**Task**
Set down word for word each line from the start of the listing through the line that contains "#[cfg(baremetal)]", both included.

**The data**
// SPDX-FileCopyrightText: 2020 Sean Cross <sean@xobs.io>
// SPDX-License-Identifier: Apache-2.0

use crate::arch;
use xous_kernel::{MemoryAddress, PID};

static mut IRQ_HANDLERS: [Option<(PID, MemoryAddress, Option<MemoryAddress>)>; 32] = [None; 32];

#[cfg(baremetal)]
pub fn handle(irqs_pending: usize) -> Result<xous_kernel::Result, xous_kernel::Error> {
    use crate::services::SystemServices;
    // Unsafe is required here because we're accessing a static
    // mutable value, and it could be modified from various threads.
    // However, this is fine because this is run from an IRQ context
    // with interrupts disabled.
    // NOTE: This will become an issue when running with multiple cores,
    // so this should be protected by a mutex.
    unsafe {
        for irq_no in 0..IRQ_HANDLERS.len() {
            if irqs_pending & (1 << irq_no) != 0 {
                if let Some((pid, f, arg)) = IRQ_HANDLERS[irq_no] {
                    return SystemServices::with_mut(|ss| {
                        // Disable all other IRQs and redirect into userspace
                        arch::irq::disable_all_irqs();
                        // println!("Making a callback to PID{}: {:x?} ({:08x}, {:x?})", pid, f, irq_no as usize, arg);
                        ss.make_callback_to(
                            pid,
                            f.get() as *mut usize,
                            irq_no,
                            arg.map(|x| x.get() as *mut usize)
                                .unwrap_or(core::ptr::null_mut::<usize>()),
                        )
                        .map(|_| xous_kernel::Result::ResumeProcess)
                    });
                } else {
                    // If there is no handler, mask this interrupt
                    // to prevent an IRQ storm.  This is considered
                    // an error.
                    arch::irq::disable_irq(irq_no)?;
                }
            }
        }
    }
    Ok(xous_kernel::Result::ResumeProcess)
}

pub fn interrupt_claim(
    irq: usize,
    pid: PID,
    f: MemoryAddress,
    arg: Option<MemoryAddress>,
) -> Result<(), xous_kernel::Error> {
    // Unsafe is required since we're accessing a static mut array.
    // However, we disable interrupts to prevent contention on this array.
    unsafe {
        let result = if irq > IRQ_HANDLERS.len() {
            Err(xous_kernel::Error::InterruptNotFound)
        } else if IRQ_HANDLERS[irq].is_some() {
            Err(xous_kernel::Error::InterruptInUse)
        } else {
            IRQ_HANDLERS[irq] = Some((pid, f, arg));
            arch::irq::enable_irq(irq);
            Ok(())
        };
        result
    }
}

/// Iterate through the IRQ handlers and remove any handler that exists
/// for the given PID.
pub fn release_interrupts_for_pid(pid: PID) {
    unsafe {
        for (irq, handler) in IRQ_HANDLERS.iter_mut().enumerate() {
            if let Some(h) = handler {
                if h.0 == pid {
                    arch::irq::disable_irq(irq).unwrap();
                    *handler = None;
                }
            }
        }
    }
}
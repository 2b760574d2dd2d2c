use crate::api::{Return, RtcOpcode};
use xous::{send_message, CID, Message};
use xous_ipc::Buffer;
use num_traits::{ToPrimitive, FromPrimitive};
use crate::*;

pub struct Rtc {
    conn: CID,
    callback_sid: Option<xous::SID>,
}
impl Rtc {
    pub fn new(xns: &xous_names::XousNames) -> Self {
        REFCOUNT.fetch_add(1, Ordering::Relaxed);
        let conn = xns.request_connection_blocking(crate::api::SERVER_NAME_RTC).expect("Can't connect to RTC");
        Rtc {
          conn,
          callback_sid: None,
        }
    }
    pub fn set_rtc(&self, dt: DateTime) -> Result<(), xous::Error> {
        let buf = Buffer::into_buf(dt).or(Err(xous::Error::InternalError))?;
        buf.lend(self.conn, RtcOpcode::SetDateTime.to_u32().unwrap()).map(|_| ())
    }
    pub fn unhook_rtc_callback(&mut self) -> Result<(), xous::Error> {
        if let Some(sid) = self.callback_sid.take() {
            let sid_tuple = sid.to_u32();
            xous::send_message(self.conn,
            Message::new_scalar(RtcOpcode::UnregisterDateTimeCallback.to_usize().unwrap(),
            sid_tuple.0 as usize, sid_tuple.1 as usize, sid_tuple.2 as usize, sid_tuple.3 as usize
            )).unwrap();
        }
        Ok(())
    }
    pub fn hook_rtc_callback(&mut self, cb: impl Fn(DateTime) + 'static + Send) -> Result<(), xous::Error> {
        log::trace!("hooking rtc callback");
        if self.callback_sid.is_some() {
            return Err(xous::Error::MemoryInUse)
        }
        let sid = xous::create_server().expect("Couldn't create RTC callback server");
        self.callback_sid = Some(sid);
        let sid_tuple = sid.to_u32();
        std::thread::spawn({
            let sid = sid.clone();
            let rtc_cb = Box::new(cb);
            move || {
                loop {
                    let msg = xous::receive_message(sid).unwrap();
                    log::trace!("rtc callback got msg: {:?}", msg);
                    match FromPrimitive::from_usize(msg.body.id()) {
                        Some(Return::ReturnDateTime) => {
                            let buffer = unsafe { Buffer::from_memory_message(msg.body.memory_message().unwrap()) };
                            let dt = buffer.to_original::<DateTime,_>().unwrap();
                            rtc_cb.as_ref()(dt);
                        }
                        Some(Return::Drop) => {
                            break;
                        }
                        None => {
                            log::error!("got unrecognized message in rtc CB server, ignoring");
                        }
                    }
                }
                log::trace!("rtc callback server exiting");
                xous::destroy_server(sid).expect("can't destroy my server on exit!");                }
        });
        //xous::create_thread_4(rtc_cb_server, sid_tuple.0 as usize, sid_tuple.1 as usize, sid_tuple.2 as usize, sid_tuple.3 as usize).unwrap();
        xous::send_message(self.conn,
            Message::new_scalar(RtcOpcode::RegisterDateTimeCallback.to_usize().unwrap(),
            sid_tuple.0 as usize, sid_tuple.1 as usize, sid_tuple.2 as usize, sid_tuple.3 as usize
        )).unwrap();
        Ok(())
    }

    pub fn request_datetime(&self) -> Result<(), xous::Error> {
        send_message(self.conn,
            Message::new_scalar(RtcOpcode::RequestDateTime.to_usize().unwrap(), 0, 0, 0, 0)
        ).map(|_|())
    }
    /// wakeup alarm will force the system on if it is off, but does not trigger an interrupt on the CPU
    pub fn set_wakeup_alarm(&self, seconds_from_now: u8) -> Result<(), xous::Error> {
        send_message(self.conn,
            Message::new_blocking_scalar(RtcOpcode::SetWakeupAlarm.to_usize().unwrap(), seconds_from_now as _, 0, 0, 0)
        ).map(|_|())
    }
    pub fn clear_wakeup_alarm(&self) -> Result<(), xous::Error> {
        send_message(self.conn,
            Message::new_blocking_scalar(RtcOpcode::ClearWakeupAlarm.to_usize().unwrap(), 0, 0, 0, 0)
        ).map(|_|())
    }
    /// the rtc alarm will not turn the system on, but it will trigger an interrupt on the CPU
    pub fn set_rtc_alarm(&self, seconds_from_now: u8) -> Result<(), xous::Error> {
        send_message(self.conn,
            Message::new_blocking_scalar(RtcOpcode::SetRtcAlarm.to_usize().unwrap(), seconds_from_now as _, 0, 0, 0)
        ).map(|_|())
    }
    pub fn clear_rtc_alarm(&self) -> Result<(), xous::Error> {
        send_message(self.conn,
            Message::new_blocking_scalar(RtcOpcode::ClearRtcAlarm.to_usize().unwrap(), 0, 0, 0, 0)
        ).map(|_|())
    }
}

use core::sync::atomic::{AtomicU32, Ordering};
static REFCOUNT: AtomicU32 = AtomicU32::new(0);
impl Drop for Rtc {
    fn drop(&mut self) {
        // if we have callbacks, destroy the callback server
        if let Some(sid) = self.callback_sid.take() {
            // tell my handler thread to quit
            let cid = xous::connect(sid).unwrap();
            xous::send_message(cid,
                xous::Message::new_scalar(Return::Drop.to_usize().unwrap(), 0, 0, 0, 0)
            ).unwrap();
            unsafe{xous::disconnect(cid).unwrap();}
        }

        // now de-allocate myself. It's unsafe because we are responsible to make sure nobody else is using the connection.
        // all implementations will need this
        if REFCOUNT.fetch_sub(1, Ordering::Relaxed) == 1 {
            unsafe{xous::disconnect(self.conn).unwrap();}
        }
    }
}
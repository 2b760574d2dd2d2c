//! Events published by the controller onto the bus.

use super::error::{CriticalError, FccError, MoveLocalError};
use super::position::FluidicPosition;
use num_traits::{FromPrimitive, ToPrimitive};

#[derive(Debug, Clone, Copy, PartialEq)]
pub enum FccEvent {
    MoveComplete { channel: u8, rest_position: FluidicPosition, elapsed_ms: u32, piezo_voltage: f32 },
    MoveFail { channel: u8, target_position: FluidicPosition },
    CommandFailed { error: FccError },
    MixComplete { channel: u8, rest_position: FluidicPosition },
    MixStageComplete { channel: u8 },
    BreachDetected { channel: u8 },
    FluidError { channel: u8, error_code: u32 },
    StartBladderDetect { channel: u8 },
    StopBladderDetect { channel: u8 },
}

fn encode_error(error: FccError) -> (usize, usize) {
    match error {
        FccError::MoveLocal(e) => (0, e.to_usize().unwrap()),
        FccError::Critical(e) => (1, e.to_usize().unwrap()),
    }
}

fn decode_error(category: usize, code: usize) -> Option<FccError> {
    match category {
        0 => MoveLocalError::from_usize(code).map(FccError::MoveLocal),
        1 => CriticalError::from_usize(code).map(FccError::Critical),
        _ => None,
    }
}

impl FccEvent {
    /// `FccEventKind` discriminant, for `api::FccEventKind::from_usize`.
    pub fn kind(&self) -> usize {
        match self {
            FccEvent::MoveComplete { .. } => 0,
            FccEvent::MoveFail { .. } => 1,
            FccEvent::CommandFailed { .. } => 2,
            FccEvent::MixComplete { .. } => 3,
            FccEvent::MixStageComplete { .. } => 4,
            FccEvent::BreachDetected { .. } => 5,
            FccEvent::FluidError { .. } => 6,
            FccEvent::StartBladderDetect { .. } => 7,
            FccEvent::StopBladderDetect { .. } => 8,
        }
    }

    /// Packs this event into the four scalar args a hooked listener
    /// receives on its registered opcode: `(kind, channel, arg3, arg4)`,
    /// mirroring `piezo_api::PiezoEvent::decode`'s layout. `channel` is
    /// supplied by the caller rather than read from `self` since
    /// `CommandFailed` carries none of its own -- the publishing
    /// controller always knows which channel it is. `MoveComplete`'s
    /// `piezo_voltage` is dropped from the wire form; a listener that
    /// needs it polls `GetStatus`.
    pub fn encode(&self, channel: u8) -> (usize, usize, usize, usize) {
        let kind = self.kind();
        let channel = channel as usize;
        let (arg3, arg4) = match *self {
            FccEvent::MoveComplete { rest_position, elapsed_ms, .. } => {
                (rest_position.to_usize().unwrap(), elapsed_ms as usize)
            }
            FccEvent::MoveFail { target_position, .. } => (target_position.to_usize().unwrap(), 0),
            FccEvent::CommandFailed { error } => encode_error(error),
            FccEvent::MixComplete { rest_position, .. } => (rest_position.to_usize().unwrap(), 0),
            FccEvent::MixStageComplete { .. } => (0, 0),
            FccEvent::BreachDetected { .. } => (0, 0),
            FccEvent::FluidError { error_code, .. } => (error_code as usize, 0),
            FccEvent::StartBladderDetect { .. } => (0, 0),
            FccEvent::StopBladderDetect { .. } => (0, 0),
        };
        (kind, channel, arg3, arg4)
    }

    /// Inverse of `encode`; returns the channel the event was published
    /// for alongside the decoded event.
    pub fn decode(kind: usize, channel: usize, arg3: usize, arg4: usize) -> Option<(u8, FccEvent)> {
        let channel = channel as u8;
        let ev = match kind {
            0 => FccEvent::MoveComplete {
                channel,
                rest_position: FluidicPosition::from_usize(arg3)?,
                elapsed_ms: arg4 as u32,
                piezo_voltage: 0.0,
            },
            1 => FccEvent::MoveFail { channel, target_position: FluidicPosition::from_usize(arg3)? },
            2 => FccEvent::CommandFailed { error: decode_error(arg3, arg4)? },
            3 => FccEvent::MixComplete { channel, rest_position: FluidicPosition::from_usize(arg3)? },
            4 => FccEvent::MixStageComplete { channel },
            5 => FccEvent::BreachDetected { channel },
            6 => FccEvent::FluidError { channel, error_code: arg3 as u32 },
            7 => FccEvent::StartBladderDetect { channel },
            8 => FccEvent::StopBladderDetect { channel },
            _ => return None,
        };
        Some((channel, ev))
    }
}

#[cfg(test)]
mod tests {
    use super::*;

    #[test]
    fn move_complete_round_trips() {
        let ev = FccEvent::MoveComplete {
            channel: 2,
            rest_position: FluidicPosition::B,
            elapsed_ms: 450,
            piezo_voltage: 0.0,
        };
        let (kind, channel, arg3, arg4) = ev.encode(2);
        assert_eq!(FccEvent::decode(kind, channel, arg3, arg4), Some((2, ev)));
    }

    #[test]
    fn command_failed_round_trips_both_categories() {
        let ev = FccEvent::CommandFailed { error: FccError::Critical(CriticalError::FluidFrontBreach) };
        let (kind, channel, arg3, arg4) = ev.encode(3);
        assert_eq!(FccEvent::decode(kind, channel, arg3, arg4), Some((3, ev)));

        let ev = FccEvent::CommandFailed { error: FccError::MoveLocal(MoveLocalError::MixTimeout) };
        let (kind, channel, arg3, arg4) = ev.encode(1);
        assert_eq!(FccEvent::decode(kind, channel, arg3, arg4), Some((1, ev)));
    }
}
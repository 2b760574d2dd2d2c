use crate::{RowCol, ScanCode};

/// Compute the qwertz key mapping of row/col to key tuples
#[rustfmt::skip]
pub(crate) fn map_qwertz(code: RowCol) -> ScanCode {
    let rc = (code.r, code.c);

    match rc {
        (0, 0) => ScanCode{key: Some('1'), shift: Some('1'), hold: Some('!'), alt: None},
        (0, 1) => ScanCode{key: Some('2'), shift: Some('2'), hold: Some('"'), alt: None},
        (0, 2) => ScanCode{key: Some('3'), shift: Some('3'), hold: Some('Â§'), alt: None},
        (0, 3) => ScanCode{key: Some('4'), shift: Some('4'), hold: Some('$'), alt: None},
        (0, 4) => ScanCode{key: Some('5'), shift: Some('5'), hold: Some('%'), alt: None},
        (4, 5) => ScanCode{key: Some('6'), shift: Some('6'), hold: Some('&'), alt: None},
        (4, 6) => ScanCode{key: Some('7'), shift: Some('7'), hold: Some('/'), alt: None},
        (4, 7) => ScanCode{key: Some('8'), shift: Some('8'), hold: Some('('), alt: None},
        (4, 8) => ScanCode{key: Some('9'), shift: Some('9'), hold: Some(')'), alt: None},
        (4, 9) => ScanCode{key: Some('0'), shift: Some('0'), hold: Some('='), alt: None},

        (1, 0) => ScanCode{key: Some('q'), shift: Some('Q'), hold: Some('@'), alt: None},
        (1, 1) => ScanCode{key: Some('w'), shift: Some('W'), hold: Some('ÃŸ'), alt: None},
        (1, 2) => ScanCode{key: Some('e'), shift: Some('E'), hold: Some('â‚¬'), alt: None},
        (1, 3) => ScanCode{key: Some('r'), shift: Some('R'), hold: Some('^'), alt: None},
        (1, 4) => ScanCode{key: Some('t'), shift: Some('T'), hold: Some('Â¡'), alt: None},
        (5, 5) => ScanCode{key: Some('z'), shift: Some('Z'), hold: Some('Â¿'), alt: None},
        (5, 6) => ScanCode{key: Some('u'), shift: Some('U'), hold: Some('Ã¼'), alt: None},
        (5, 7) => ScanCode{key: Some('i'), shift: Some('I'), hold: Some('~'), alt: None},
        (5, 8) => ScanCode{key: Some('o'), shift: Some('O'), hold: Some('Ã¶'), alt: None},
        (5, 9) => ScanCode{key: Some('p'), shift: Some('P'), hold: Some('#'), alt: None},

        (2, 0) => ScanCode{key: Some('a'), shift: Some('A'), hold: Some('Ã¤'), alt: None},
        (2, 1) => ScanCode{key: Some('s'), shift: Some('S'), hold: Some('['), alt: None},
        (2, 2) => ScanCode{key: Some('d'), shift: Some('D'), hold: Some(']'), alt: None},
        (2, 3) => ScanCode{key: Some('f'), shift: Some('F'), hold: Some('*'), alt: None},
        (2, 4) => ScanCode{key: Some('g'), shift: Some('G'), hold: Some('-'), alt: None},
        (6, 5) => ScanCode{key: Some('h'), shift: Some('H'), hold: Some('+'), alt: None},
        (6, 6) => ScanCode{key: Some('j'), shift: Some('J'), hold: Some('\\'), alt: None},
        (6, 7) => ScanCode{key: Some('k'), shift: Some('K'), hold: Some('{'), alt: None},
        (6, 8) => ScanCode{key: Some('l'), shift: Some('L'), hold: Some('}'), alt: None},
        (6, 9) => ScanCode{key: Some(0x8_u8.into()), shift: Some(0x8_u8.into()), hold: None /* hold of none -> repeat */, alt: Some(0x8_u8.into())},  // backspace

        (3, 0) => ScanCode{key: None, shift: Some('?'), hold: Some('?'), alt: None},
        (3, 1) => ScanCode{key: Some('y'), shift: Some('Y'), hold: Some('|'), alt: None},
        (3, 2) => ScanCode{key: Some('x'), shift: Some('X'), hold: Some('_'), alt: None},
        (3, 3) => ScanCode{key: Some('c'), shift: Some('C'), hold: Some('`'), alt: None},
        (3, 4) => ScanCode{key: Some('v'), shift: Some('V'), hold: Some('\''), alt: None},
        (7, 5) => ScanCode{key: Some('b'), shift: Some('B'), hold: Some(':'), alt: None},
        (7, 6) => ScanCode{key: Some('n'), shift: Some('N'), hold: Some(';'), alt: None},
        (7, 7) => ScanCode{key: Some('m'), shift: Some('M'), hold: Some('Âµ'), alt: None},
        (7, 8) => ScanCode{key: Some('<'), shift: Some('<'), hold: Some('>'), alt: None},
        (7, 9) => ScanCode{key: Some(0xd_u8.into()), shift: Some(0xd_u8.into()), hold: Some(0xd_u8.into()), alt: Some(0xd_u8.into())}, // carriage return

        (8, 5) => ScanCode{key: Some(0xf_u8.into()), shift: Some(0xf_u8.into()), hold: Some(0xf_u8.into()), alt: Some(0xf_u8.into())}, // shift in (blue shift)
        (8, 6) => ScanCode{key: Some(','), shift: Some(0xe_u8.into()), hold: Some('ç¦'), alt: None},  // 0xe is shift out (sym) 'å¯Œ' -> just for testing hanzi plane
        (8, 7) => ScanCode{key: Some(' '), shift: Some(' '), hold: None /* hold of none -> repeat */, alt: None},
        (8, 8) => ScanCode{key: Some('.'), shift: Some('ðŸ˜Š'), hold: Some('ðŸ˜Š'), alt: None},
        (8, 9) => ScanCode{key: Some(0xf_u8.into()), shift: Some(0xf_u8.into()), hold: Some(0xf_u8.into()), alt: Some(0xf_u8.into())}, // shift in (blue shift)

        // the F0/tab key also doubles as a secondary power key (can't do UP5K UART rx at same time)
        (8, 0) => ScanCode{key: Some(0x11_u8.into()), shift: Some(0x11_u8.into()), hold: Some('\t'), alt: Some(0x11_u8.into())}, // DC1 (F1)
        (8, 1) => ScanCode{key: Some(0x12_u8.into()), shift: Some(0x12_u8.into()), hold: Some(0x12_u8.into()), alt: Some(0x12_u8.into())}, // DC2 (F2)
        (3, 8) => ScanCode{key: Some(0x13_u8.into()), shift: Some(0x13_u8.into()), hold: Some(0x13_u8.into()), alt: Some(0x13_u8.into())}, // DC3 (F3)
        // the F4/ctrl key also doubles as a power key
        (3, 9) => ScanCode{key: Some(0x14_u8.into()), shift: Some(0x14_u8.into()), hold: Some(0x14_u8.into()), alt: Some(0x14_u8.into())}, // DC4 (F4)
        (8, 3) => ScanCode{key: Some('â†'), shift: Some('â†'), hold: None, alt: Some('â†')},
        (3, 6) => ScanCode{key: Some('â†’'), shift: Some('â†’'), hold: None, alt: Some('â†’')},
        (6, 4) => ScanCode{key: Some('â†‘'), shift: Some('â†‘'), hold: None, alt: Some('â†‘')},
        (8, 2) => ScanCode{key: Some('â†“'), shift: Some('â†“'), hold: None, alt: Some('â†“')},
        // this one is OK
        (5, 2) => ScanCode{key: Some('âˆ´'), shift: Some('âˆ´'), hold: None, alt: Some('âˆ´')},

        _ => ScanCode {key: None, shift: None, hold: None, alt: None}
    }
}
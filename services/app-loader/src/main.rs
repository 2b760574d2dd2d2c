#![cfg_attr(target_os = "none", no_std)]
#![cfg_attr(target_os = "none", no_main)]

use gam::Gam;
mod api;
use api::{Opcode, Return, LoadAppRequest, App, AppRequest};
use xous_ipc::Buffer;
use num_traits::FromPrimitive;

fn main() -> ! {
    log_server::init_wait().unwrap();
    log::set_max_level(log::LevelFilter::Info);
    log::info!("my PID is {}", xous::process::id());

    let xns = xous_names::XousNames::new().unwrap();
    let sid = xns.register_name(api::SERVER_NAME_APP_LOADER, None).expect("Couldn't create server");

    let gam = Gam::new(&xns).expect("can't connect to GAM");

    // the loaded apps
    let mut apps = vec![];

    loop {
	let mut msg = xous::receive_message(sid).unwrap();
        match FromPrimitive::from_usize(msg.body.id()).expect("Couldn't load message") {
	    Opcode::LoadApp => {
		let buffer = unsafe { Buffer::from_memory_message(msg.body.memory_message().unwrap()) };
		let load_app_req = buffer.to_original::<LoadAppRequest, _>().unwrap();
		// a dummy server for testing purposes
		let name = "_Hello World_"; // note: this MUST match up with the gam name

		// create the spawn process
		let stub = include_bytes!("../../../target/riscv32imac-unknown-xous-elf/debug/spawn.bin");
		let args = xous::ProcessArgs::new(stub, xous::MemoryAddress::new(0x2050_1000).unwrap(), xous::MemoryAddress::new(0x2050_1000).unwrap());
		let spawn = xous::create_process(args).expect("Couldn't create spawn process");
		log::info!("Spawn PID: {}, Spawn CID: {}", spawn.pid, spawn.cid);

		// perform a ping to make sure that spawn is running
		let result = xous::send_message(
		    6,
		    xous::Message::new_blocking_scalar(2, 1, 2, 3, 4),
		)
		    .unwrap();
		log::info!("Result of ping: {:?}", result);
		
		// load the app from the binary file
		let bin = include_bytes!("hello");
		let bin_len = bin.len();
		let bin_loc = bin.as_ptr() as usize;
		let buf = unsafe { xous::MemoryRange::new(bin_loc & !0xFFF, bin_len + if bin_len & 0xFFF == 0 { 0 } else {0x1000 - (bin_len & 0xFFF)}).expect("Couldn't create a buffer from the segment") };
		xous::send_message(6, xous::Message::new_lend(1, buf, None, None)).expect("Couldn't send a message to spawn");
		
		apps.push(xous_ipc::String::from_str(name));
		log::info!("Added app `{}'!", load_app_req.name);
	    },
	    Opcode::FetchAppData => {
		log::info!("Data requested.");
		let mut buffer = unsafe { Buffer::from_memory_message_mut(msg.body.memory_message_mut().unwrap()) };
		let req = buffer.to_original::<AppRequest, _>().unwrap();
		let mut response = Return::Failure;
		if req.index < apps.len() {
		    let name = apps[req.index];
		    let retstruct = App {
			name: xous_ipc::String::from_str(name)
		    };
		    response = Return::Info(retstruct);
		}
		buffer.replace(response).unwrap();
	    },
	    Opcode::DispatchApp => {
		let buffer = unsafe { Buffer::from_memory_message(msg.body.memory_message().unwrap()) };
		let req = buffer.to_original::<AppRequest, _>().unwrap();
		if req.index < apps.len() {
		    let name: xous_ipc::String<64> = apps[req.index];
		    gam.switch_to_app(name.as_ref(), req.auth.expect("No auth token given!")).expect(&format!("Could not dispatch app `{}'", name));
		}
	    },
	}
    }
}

**Answer below**
// SPDX-FileCopyrightText: 2020 Sean Cross <sean@xobs.io>
// SPDX-License-Identifier: Apache-2.0

use crate::arch;
use xous_kernel::{MemoryAddress, PID};

static mut IRQ_HANDLERS: [Option<(PID, MemoryAddress, Option<MemoryAddress>)>; 32] = [None; 32];

#[cfg(baremetal)]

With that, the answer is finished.